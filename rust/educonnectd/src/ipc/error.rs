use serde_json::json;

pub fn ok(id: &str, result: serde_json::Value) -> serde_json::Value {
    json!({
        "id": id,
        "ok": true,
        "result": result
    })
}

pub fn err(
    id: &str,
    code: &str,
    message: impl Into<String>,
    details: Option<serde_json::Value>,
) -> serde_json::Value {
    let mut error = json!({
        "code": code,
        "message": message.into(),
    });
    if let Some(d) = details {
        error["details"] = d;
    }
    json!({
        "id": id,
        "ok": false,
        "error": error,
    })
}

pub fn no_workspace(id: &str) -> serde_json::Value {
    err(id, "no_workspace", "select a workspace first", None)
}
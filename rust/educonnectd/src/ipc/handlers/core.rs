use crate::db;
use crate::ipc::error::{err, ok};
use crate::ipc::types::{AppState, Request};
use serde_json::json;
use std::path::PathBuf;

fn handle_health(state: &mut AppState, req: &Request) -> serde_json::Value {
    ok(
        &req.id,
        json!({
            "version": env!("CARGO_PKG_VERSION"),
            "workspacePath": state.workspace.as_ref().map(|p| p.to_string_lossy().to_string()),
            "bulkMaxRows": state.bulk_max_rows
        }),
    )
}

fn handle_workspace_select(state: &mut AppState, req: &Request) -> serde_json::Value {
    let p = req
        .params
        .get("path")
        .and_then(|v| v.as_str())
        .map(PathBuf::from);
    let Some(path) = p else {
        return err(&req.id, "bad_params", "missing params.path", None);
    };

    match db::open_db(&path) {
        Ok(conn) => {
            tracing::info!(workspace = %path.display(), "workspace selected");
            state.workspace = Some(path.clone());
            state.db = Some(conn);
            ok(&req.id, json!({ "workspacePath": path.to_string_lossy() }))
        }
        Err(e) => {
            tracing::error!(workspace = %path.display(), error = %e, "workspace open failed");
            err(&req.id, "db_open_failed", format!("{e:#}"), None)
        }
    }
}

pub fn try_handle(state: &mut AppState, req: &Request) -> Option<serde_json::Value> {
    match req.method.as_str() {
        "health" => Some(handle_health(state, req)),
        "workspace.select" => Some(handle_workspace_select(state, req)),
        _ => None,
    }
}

+---+

Your instructions :: Within the entries, count the lines containing the string "match" and state nothing but the result.

Answer :: 2